Take the records below from their first line to the line with "pub mod spotify;", and restate those lines word for word.

─── Data for the task ───

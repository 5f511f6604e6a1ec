//! Tunegrab - fetch music from Spotify queries into a tagged library
//!
//! A query is resolved to a canonical Spotify URL, downloaded with spotdl and
//! the resulting files are moved into `root/<album artist>/<album>/`.

/// Client modules for the Spotify catalog and the spotdl download tool
pub mod clients;
/// Tag-based file organization
pub mod organizer;
/// The resolve → download → organize pipeline
pub mod pipeline;
/// Query resolution
pub mod resolver;

pub use clients::entities::{CanonicalUrl, EntityKind, Outcome, TrackMetadata};
pub use clients::errors::{Error, Result};
pub use pipeline::{Pipeline, PipelineBuilder, RetryPolicy};
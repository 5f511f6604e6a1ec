/// Data entities for entity kinds, URLs and track metadata
pub mod entities;
/// Error types and result aliases
pub mod errors;
/// spotdl download tool wrapper
pub mod spotdl;
/// Spotify search client
pub mod spotify;

pub use spotdl::{Downloader, DownloaderConfig};
pub use spotify::{CatalogSearch, SpotifyClient};
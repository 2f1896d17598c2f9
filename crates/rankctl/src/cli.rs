//! Command-line argument parsing

use clap::{Parser, Subcommand};
use rank_common::{CommunityId, MemberId, RoleId};
use std::path::PathBuf;

/// Rank daemon control
#[derive(Parser, Debug)]
#[command(name = "rankctl")]
#[command(about = "Query and administer the rank daemon", long_about = None)]
#[command(version)]
pub struct Cli {
    /// rankd base URL
    #[arg(long, global = true, env = "RANKD_URL", default_value = "http://127.0.0.1:7866")]
    pub url: String,

    /// Print raw JSON instead of formatted output
    #[arg(long, global = true)]
    pub json: bool,

    #[command(subcommand)]
    pub command: Commands,
}

#[derive(Subcommand, Debug)]
pub enum Commands {
    /// Show a member's level, progress and rank
    Rank {
        community: CommunityId,
        member: MemberId,
    },

    /// Show the leaderboard
    Top {
        community: CommunityId,
        #[arg(long, short, default_value_t = 10)]
        limit: usize,
    },

    /// Claim a legacy leaderboard entry for a member
    Claim {
        community: CommunityId,
        member: MemberId,
        /// Candidate names, tried in order
        #[arg(required = true)]
        names: Vec<String>,
    },

    /// Import a legacy leaderboard JSON file
    Import {
        community: CommunityId,
        file: PathBuf,
    },

    /// Manage level roles
    Roles {
        #[command(subcommand)]
        action: RolesCommands,
    },

    /// Check that the daemon is up
    Health,
}

#[derive(Subcommand, Debug)]
pub enum RolesCommands {
    /// List level role bindings
    List { community: CommunityId },

    /// Bind a role to a level
    Add {
        community: CommunityId,
        level: u32,
        role: RoleId,
    },

    /// Remove a role binding
    Remove {
        community: CommunityId,
        role: RoleId,
    },
}
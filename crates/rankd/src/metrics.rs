//! Prometheus metrics for the leveling pipeline

use prometheus::{
    register_int_counter_vec_with_registry, register_int_counter_with_registry,
    register_int_gauge_with_registry, Encoder, IntCounter, IntCounterVec, IntGauge, Registry,
    TextEncoder,
};
use rank_common::{ActivitySource, AwardOutcome, DispatchReport};

#[derive(Clone)]
pub struct RankMetrics {
    pub awards_total: IntCounterVec,
    pub level_ups_total: IntCounter,
    pub role_grants_total: IntCounterVec,
    pub announcements_total: IntCounterVec,
    pub events_dropped_total: IntCounterVec,
    pub store_failures_total: IntCounter,
    pub voice_members: IntGauge,

    registry: Registry,
}

impl RankMetrics {
    pub fn new() -> prometheus::Result<Self> {
        let registry = Registry::new();

        let awards_total = register_int_counter_vec_with_registry!(
            "rank_awards_total",
            "Activity events processed by source and result",
            &["source", "result"],
            registry
        )?;

        let level_ups_total = register_int_counter_with_registry!(
            "rank_level_ups_total",
            "Level-ups dispatched",
            registry
        )?;

        let role_grants_total = register_int_counter_vec_with_registry!(
            "rank_role_grants_total",
            "Level role grant attempts by result",
            &["result"],
            registry
        )?;

        let announcements_total = register_int_counter_vec_with_registry!(
            "rank_announcements_total",
            "Level-up announcements by result",
            &["result"],
            registry
        )?;

        let events_dropped_total = register_int_counter_vec_with_registry!(
            "rank_events_dropped_total",
            "Activity events dropped before the award policy, by reason",
            &["reason"],
            registry
        )?;

        let store_failures_total = register_int_counter_with_registry!(
            "rank_store_failures_total",
            "Awards abandoned because the ledger write failed",
            registry
        )?;

        let voice_members = register_int_gauge_with_registry!(
            "rank_voice_members",
            "Members currently tracked in voice channels",
            registry
        )?;

        Ok(Self {
            awards_total,
            level_ups_total,
            role_grants_total,
            announcements_total,
            events_dropped_total,
            store_failures_total,
            voice_members,
            registry,
        })
    }

    pub fn record_award(&self, source: ActivitySource, outcome: &AwardOutcome) {
        let result = if outcome.is_granted() { "granted" } else { "declined" };
        self.awards_total
            .with_label_values(&[source.as_str(), result])
            .inc();
    }

    pub fn record_dispatch(&self, report: &DispatchReport) {
        self.level_ups_total.inc();
        self.role_grants_total
            .with_label_values(&["granted"])
            .inc_by(report.granted.len() as u64);
        self.role_grants_total
            .with_label_values(&["held"])
            .inc_by(report.already_held.len() as u64);
        self.role_grants_total
            .with_label_values(&["failed"])
            .inc_by(report.failed.len() as u64);
        if report.announced_to.is_some() {
            self.announcements_total.with_label_values(&["sent"]).inc();
        }
        if report.announce_failed {
            self.announcements_total.with_label_values(&["failed"]).inc();
        }
    }

    pub fn record_dropped(&self, reason: &str) {
        self.events_dropped_total.with_label_values(&[reason]).inc();
    }

    /// Export metrics in Prometheus text format
    pub fn export(&self) -> String {
        let encoder = TextEncoder::new();
        let metric_families = self.registry.gather();
        let mut buffer = Vec::new();
        if let Err(e) = encoder.encode(&metric_families, &mut buffer) {
            tracing::warn!("Failed to encode metrics: {}", e);
        }
        String::from_utf8(buffer).unwrap_or_default()
    }
}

───

* _Result of the task_:
repository 5f511f6604e6a1ec
//! Tunegrab - fetch music from Spotify queries into a tagged library
//!
//! A query is resolved to a canonical Spotify URL, downloaded with spotdl and
//! the resulting files are moved into `root/<album artist>/<album>/`.

/// Client modules for the Spotify catalog and the spotdl download tool
pub mod clients;
/// Tag-based file organization
pub mod organizer;
/// The resolve → download → organize pipeline
pub mod pipeline;
/// Query resolution
pub mod resolver;

pub use clients::entities::{CanonicalUrl, EntityKind, Outcome, TrackMetadata};
pub use clients::errors::{Error, Result};
pub use pipeline::{Pipeline, PipelineBuilder, RetryPolicy};
repository 5f511f6604e6a1ec
/// Data entities for entity kinds, URLs and track metadata
pub mod entities;
/// Error types and result aliases
pub mod errors;
/// spotdl download tool wrapper
pub mod spotdl;
/// Spotify search client
pub mod spotify;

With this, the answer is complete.